## [Task item]
What you give back must match the data below character for character.

## [Dataset items]
_ _ _
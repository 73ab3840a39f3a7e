pub mod config;
pub mod handlers;
pub mod router;
pub mod state;

use crate::{
    config::{get_config, AppConfig},
    router::create_router,
    state::build_app_state,
};
use std::net::SocketAddr;
use tokio::net::TcpListener;
use tracing::{debug, info};
use tracing_subscriber::FmtSubscriber;

/// Configures and runs the web server.
///
/// This function initializes the application state, creates the router,
/// and starts the Axum server.
pub async fn run(listener: TcpListener, config: AppConfig) -> anyhow::Result<()> {
    debug!(?config, "Server configuration loaded");

    let app_state = build_app_state(config)?;
    let app = create_router(app_state);

    info!("listening on {}", listener.local_addr()?);
    axum::serve(listener, app).await?;

    Ok(())
}

/// The library's main entry point.
///
/// Sets up logging, configuration, and the TCP listener, then calls `run`.
pub async fn start() -> anyhow::Result<()> {
    dotenvy::dotenv().ok();

    let subscriber = FmtSubscriber::builder()
        .with_env_filter(tracing_subscriber::EnvFilter::from_default_env())
        .compact()
        .finish();
    tracing::subscriber::set_global_default(subscriber)?;

    let config = get_config(None)?;
    let addr = SocketAddr::from(([0, 0, 0, 0], config.port));
    let listener = TcpListener::bind(addr).await?;
    info!("Server listening on {}", addr);

    run(listener, config).await
}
_ _ _
## [Answer]
repository 73ab3840a39f3a7e
pub mod config;
pub mod handlers;
pub mod router;
pub mod state;

use crate::{
    config::{get_config, AppConfig},
    router::create_router,
    state::build_app_state,
};
use std::net::SocketAddr;
use tokio::net::TcpListener;
use tracing::{debug, info};
use tracing_subscriber::FmtSubscriber;

/// Configures and runs the web server.
///
/// This function initializes the application state, creates the router,
/// and starts the Axum server.
pub async fn run(listener: TcpListener, config: AppConfig) -> anyhow::Result<()> {
    debug!(?config, "Server configuration loaded");

    let app_state = build_app_state(config)?;
    let app = create_router(app_state);

    info!("listening on {}", listener.local_addr()?);
    axum::serve(listener, app).await?;

    Ok(())
}

/// The library's main entry point.
///
/// Sets up logging, configuration, and the TCP listener, then calls `run`.
pub async fn start() -> anyhow::Result<()> {
    dotenvy::dotenv().ok();

    let subscriber = FmtSubscriber::builder()
        .with_env_filter(tracing_subscriber::EnvFilter::from_default_env())
        .compact()
        .finish();
    tracing::subscriber::set_global_default(subscriber)?;

    let config = get_config(None)?;
    let addr = SocketAddr::from(([0, 0, 0, 0], config.port));
    let listener = TcpListener::bind(addr).await?;
    info!("Server listening on {}", addr);

    run(listener, config).await
}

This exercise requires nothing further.